Dans ce maelström politique, avec le ministre de la Défense qui s’en prend au Congrès au mouvement indépendantiste –  » que doit faire un État quand il est attaqué ?  » -, des accusations croisées au sein même du gouvernement, des demandes de  » têtes à tomber  » personnifiées par Robles elle-même, et des accusations contre le CNI, qui ne peut se défendre, l’affaire Pegasus 2.0 est née le lundi 2 mai.

Félix Bolaños et Isabel Rodríguez sont apparus à Moncloa pour révéler que le président et le ministre de la défense avaient été espionnés par quelqu’un utilisant Pegasus 11 mois auparavant. Les dates, dans le cas de Sánchez, ont coïncidé avec l’apogée de la crise avec le Maroc.

Et bien que le cours des événements se soit soldé par la destitution/le remplacement de Paz Esteban, directeur du CNI, toutes les inconnues demeurent :

Est-elle renvoyée pour avoir espionné le parti indépendantiste espagnol ? Non, « parce que tout était légal », dit Moncloa. Pour l’attaque des téléphones portables de Sánchez, Robles et (nous le savons maintenant) Marlaska ? Ni l’un ni l’autre, « leur travail est exemplaire ». Qui a espionné les 45 autres séparatistes ? Personne ne peut le savoir.

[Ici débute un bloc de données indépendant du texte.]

//! Pitch scoring: note-correctness gate, then intonation quality
//!
//! Two-phase by design. First decide whether the right note was sung at
//! all (fraction of voiced frames matching the expected MIDI note); only
//! then measure intonation in cents over the matching frames. A correct
//! note sung slightly out of tune must score very differently from a
//! wrong note sung in perfect tune, and wrong-note frames must never
//! pollute the cents statistics - they count as noise/vibrato excursions,
//! not as pitch errors.

use std::collections::HashMap;

use super::{PitchStatus, PitchTolerance};
use crate::pitch::PitchFrame;

/// Result of judging one note's pitch
#[derive(Debug, Clone, Copy, PartialEq, Default)]
pub struct PitchScore {
    /// 0-100
    pub score: f32,
    pub status: PitchStatus,
    /// Mean cent deviation over matching frames (signed)
    pub avg_cent_deviation: f32,
    /// Standard deviation of cents over matching frames
    pub std_deviation: f32,
    /// Fraction of voiced frames on the expected note
    pub correct_ratio: f32,
}

impl PitchScore {
    fn not_evaluated() -> Self {
        Self::default()
    }
}

/// Judge accumulated frames against one expected note
///
/// `octave_offset` shifts the detected pitch down by whole octaves before
/// comparison, so a singer working an octave above the written line
/// (offset +1) is not judged sharp by 1200 cents.
pub fn score_pitch(
    frames: &[PitchFrame],
    expected_midi: i32,
    octave_offset: i32,
    tol: &PitchTolerance,
) -> PitchScore {
    let shifted: Vec<(i32, f32)> = frames
        .iter()
        .filter(|f| f.is_voiced)
        .map(|f| (f.midi_note - octave_offset * 12, f.cent_deviation))
        .collect();

    if shifted.len() < tol.min_frames {
        return PitchScore::not_evaluated();
    }

    let voiced_count = shifted.len();
    let matching: Vec<f32> = shifted
        .iter()
        .filter(|(midi, _)| *midi == expected_midi)
        .map(|(_, cents)| *cents)
        .collect();
    let correct_ratio = matching.len() as f32 / voiced_count as f32;

    // Phase 1: correctness gate
    if correct_ratio < tol.min_correct_ratio {
        return wrong_note_score(&shifted, expected_midi, correct_ratio);
    }

    // Phase 2: intonation over matching frames only
    let mean = matching.iter().sum::<f32>() / matching.len() as f32;
    let variance = matching
        .iter()
        .map(|c| (c - mean) * (c - mean))
        .sum::<f32>()
        / matching.len() as f32;
    let std_deviation = variance.sqrt();

    let abs_mean = mean.abs();
    let base = if abs_mean <= tol.excellent_cents {
        100.0
    } else if abs_mean <= tol.borderline_cents {
        // 100 at the excellent edge down to 60 at borderline
        let span = tol.borderline_cents - tol.excellent_cents;
        100.0 - (abs_mean - tol.excellent_cents) / span * 40.0
    } else {
        (60.0 - (abs_mean - tol.borderline_cents)).max(30.0)
    };

    let noise_fraction = 1.0 - correct_ratio;
    let penalty = (noise_fraction * 30.0).min(tol.max_noise_penalty);

    PitchScore {
        score: (base - penalty).clamp(0.0, 100.0),
        status: PitchStatus::Correct,
        avg_cent_deviation: mean,
        std_deviation,
        correct_ratio,
    }
}

/// Wrong-note verdict: status from the direction of the dominant sung
/// note, score from how many semitones off it was - cents are meaningless
/// when the note itself is wrong.
fn wrong_note_score(shifted: &[(i32, f32)], expected_midi: i32, correct_ratio: f32) -> PitchScore {
    let mut counts: HashMap<i32, usize> = HashMap::new();
    for (midi, _) in shifted {
        *counts.entry(*midi).or_insert(0) += 1;
    }
    // Tie-break toward the lower note so the verdict is deterministic
    let dominant = counts
        .iter()
        .max_by_key(|&(&midi, &count)| (count, -midi))
        .map(|(&midi, _)| midi)
        .unwrap_or(expected_midi);

    let diff = if dominant != expected_midi {
        dominant - expected_midi
    } else {
        // The expected note was the plurality but still under the ratio
        // gate; judge direction from the off-note frames instead
        let off_sum: i32 = shifted
            .iter()
            .filter(|(midi, _)| *midi != expected_midi)
            .map(|(midi, _)| midi - expected_midi)
            .sum();
        if off_sum >= 0 { 1 } else { -1 }
    };

    let status = if diff < 0 { PitchStatus::Flat } else { PitchStatus::Sharp };
    let distance = diff.unsigned_abs() as f32;
    let score = (35.0 - (distance - 1.0) * 10.0).clamp(5.0, 35.0);

    PitchScore {
        score,
        status,
        avg_cent_deviation: 0.0,
        std_deviation: 0.0,
        correct_ratio,
    }
}

#[cfg(test)]
mod tests {
    use super::*;

    fn frame(midi: i32, cents: f32) -> PitchFrame {
        PitchFrame {
            frequency: 0.0,
            is_voiced: true,
            midi_note: midi,
            cent_deviation: cents,
            is_onset: false,
            is_offset: false,
            position: 0,
        }
    }

    fn frames(midi: i32, cents: f32, count: usize) -> Vec<PitchFrame> {
        vec![frame(midi, cents); count]
    }

    #[test]
    fn test_perfect_note_scores_100() {
        let result = score_pitch(&frames(60, 0.0, 20), 60, 0, &PitchTolerance::default());
        assert_eq!(result.score, 100.0);
        assert_eq!(result.status, PitchStatus::Correct);
        assert_eq!(result.correct_ratio, 1.0);
        assert_eq!(result.avg_cent_deviation, 0.0);
    }

    #[test]
    fn test_wrong_note_is_flat_and_low() {
        let result = score_pitch(&frames(58, 0.0, 20), 60, 0, &PitchTolerance::default());
        assert_eq!(result.status, PitchStatus::Flat);
        assert_eq!(result.correct_ratio, 0.0);
        assert!(result.score <= 35.0, "wrong note must score low, got {}", result.score);
    }

    #[test]
    fn test_wrong_note_sharp() {
        let result = score_pitch(&frames(63, 0.0, 20), 60, 0, &PitchTolerance::default());
        assert_eq!(result.status, PitchStatus::Sharp);
        assert!(result.score < 35.0);
    }

    #[test]
    fn test_further_wrong_scores_lower() {
        let near = score_pitch(&frames(59, 0.0, 20), 60, 0, &PitchTolerance::default());
        let far = score_pitch(&frames(55, 0.0, 20), 60, 0, &PitchTolerance::default());
        assert!(far.score < near.score);
    }

    #[test]
    fn test_too_few_frames_not_evaluated() {
        let result = score_pitch(&frames(60, 0.0, 3), 60, 0, &PitchTolerance::default());
        assert_eq!(result.status, PitchStatus::NotEvaluated);
        assert_eq!(result.score, 0.0);

        let silence: Vec<PitchFrame> = (0..50).map(PitchFrame::unvoiced).collect();
        let result = score_pitch(&silence, 60, 0, &PitchTolerance::default());
        assert_eq!(result.status, PitchStatus::NotEvaluated);
    }

    #[test]
    fn test_intonation_tiers() {
        let tol = PitchTolerance::default();
        let excellent = score_pitch(&frames(60, 20.0, 20), 60, 0, &tol);
        assert_eq!(excellent.score, 100.0);

        let middling = score_pitch(&frames(60, 40.0, 20), 60, 0, &tol);
        assert!(middling.score < 100.0 && middling.score >= 60.0);
        assert_eq!(middling.status, PitchStatus::Correct);
        assert!((middling.avg_cent_deviation - 40.0).abs() < 1e-3);
    }

    #[test]
    fn test_noise_frames_excluded_from_cents_but_penalized() {
        // 60% perfect frames on the note, 40% an octave-ish excursion:
        // still Correct, cents stay clean, score dips by the capped penalty
        let mut input = frames(60, 0.0, 12);
        input.extend(frames(65, 45.0, 8));
        let result = score_pitch(&input, 60, 0, &PitchTolerance::default());

        assert_eq!(result.status, PitchStatus::Correct);
        assert_eq!(result.avg_cent_deviation, 0.0);
        assert!(result.score >= 85.0, "penalty is capped at 15, got {}", result.score);
        assert!(result.score < 100.0);
        assert!((result.correct_ratio - 0.6).abs() < 1e-6);
    }

    #[test]
    fn test_octave_offset_shifts_comparison() {
        // Singing an octave up with offset +1 is correct
        let result = score_pitch(&frames(72, 0.0, 20), 60, 1, &PitchTolerance::default());
        assert_eq!(result.status, PitchStatus::Correct);
        assert_eq!(result.score, 100.0);

        // Same frames with no offset are a wrong (sharp) note
        let result = score_pitch(&frames(72, 0.0, 20), 60, 0, &PitchTolerance::default());
        assert_eq!(result.status, PitchStatus::Sharp);
    }

    #[test]
    fn test_unvoiced_frames_ignored() {
        let mut input = frames(60, 0.0, 10);
        input.extend((0..30).map(PitchFrame::unvoiced));
        let result = score_pitch(&input, 60, 0, &PitchTolerance::default());
        assert_eq!(result.status, PitchStatus::Correct);
        assert_eq!(result.correct_ratio, 1.0);
        assert_eq!(result.score, 100.0);
    }
}
//! Voice onset/offset detection across analysis windows
//!
//! Watches the voiced/unvoiced stream from the pitch detector and decides
//! when the voice actually started or stopped. A single-frame threshold
//! would retrigger on every vibrato wobble or dropout, so both edges
//! require a short sustained run of frames (hysteresis). One sustained
//! note produces exactly one onset.

use super::PitchFrame;

/// Consecutive voiced windows required to report an onset (~35ms)
const ONSET_RUN: u32 = 3;

/// Consecutive unvoiced windows required to report an offset (~35ms)
const OFFSET_RUN: u32 = 3;

/// Edge decision for one window
#[derive(Debug, Clone, Copy, PartialEq, Eq, Default)]
pub struct VoiceEdge {
    pub is_onset: bool,
    pub is_offset: bool,
    /// Position of the first frame of the run that confirmed the edge
    pub edge_position: i64,
}

/// Stateful onset/offset detector, one instance per exercise attempt
#[derive(Debug, Default)]
pub struct OnsetDetector {
    in_note: bool,
    voiced_run: u32,
    unvoiced_run: u32,
    /// Where the current voiced (or unvoiced) run began
    run_start: i64,
}

impl OnsetDetector {
    pub fn new() -> Self {
        Self::default()
    }

    /// Clear all history (start of a new attempt)
    pub fn reset(&mut self) {
        *self = Self::default();
    }

    /// Whether the detector currently considers the voice sounding
    pub fn is_sounding(&self) -> bool {
        self.in_note
    }

    /// Feed one frame; returns the edge decision for this window
    ///
    /// The reported `edge_position` is the start of the confirming run,
    /// not the window where the hysteresis finally tripped, so the onset
    /// sample reflects when the voice really began.
    pub fn process(&mut self, frame: &PitchFrame) -> VoiceEdge {
        let mut edge = VoiceEdge::default();

        if frame.is_voiced {
            if self.voiced_run == 0 {
                self.run_start = frame.position;
            }
            self.voiced_run += 1;
            self.unvoiced_run = 0;

            if !self.in_note && self.voiced_run >= ONSET_RUN {
                self.in_note = true;
                edge.is_onset = true;
                edge.edge_position = self.run_start;
            }
        } else {
            if self.unvoiced_run == 0 {
                self.run_start = frame.position;
            }
            self.unvoiced_run += 1;
            self.voiced_run = 0;

            if self.in_note && self.unvoiced_run >= OFFSET_RUN {
                self.in_note = false;
                edge.is_offset = true;
                edge.edge_position = self.run_start;
            }
        }

        edge
    }
}

#[cfg(test)]
mod tests {
    use super::*;

    fn voiced(position: i64) -> PitchFrame {
        PitchFrame {
            frequency: 220.0,
            is_voiced: true,
            midi_note: 57,
            cent_deviation: 0.0,
            is_onset: false,
            is_offset: false,
            position,
        }
    }

    fn unvoiced(position: i64) -> PitchFrame {
        PitchFrame::unvoiced(position)
    }

    #[test]
    fn test_onset_requires_sustained_voicing() {
        let mut detector = OnsetDetector::new();

        assert!(!detector.process(&voiced(0)).is_onset);
        assert!(!detector.process(&voiced(512)).is_onset);
        let edge = detector.process(&voiced(1024));
        assert!(edge.is_onset);
        assert_eq!(edge.edge_position, 0);
        assert!(detector.is_sounding());
    }

    #[test]
    fn test_single_voiced_blip_ignored() {
        let mut detector = OnsetDetector::new();

        assert!(!detector.process(&voiced(0)).is_onset);
        assert!(!detector.process(&unvoiced(512)).is_onset);
        assert!(!detector.process(&voiced(1024)).is_onset);
        assert!(!detector.process(&unvoiced(1536)).is_onset);
        assert!(!detector.is_sounding());
    }

    #[test]
    fn test_one_sustained_note_one_onset() {
        let mut detector = OnsetDetector::new();
        let mut onsets = 0;
        for i in 0..100 {
            if detector.process(&voiced(i * 512)).is_onset {
                onsets += 1;
            }
        }
        assert_eq!(onsets, 1);
    }

    #[test]
    fn test_short_dropout_does_not_retrigger() {
        let mut detector = OnsetDetector::new();
        let mut position = 0i64;
        let mut feed = |det: &mut OnsetDetector, voiced_frame: bool| {
            let frame = if voiced_frame { voiced(position) } else { unvoiced(position) };
            position += 512;
            det.process(&frame)
        };

        let mut onsets = 0;
        let mut offsets = 0;
        // 10 voiced, 1 dropout, 10 voiced: still one note
        for step in 0..21 {
            let edge = feed(&mut detector, step != 10);
            onsets += edge.is_onset as u32;
            offsets += edge.is_offset as u32;
        }
        assert_eq!(onsets, 1);
        assert_eq!(offsets, 0);
    }

    #[test]
    fn test_offset_after_sustained_silence() {
        let mut detector = OnsetDetector::new();
        for i in 0..5 {
            detector.process(&voiced(i * 512));
        }
        assert!(detector.is_sounding());

        assert!(!detector.process(&unvoiced(5 * 512)).is_offset);
        assert!(!detector.process(&unvoiced(6 * 512)).is_offset);
        let edge = detector.process(&unvoiced(7 * 512));
        assert!(edge.is_offset);
        assert_eq!(edge.edge_position, 5 * 512);
        assert!(!detector.is_sounding());
    }

    #[test]
    fn test_reset_clears_state() {
        let mut detector = OnsetDetector::new();
        for i in 0..5 {
            detector.process(&voiced(i * 512));
        }
        detector.reset();
        assert!(!detector.is_sounding());
        // Needs a full run again after reset
        assert!(!detector.process(&voiced(0)).is_onset);
        assert!(!detector.process(&voiced(512)).is_onset);
        assert!(detector.process(&voiced(1024)).is_onset);
    }
}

Et le président et ses ministres ? Nous ne savons pas non plus « et nous ne le saurons probablement jamais », concluent les sources de l’exécutif.

C’est dans cette atmosphère – où Bolaños, Rodríguez et le porte-parole socialiste au Congrès, Héctor Gómez, alimentent les soupçons à l’égard de Rabat – que le ministre des affaires étrangères s’est rendu à Marrakech pour tenir (enfin) sa première réunion bilatérale avec Naser Bourita, son homologue marocain, en évitant de mentionner l’affaire Pegasus et de lui accorder la moindre importance.